Bütün bunlar, bugün ekonomiyi idare eden (yani edemeyen) “Faiz sebeptir, enflasyon netice” vecizesine çok ciddi ışık tutuyor. Hele de bunca Osmanlı tecrübesinden sonra girişilen ve tüm geri tepmesine rağmen şu anda inatla devam ettirilen uygulamalar babında. 

***

Faiz’in cemaziyülevvelini böylece gördükten sonra devam ederiz bugünkü vaziyetlere. Yani 7. Yüzyıl koşullarında getirilmiş ekonomi kurallarının 21. yüzyıl koşullarındaki durumuna. Hangi yüzyılda olursa olsun getirilmiş inanç ve ibadet kurallarına bilmem kaç yüzyıl sonra devam etmek çok doğal, ama ekonomik kurallar için aynı şeyi söylemek çok zor. Zaten kolay olsaydı, kutsal metinleri bunca yüzyıl fetva vs. adı altında yorumlamaktan ekmek yiyen “müfessir”lere gerek kalmazdı.
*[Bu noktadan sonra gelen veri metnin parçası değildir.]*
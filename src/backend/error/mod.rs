//! Backend Error Module
//!
//! - **`types`** - `BackendError` and its status mapping
//! - **`conversion`** - `IntoResponse` for JSON error bodies

pub mod conversion;
pub mod types;

pub use conversion::error_response;
pub use types::BackendError;

pub type BackendResult<T> = Result<T, BackendError>;
//! Health checker
//!
//! - `GET /health` - `{"status":"UP"}`
//! - `GET /info` - build name and version

use axum::{response::Json, routing::get, Router};
use serde::Serialize;
use serde_json::{json, Value};

use crate::backend::server::state::AppState;

#[derive(Debug, Serialize)]
pub struct BuildInfo {
    pub name: &'static str,
    pub version: &'static str,
}

#[derive(Debug, Serialize)]
pub struct Info {
    pub build: BuildInfo,
}

pub async fn health() -> Json<Value> {
    Json(json!({ "status": "UP" }))
}

pub async fn info() -> Json<Info> {
    Json(Info {
        build: BuildInfo {
            name: env!("CARGO_PKG_NAME"),
            version: env!("CARGO_PKG_VERSION"),
        },
    })
}

pub fn configure_health_routes(router: Router<AppState>) -> Router<AppState> {
    router.route("/health", get(health)).route("/info", get(info))
}
/**
 * CoreDevs Server Entry Point
 *
 * Loads `.env`, assembles the settings, and serves the sample services.
 */

use coredevs::backend::server::App;
use coredevs::backend::services::{DemoService, UserService};
use coredevs::shared::Settings;

#[tokio::main]
async fn main() -> Result<(), Box<dyn std::error::Error>> {
    // Load environment variables from .env file if present
    dotenv::dotenv().ok();

    let env_filter = std::env::var("RUST_LOG").unwrap_or_else(|_| "info".to_string());
    tracing_subscriber::fmt()
        .with_env_filter(tracing_subscriber::EnvFilter::new(&env_filter))
        .init();

    let settings = match Settings::load() {
        Ok(settings) => settings,
        Err(e) => {
            tracing::error!("{}", e);
            return Err(e.into());
        }
    };

    App::new(settings)
        .await?
        .service(UserService)
        .service(DemoService)
        .start()
        .await?;

    Ok(())
}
Sağ ve salim kalırsak bu hengamede, en baştaki paragrafta söylediklerimi ele alırız. Kalırsak, çünkü sırf iç politika nedenleriyle ekonominin uluslararası babalarını palavra ilan eden Tek Adam Rejimi için hayat-memat meselesi olan yıla girmiş bulunuyoruz.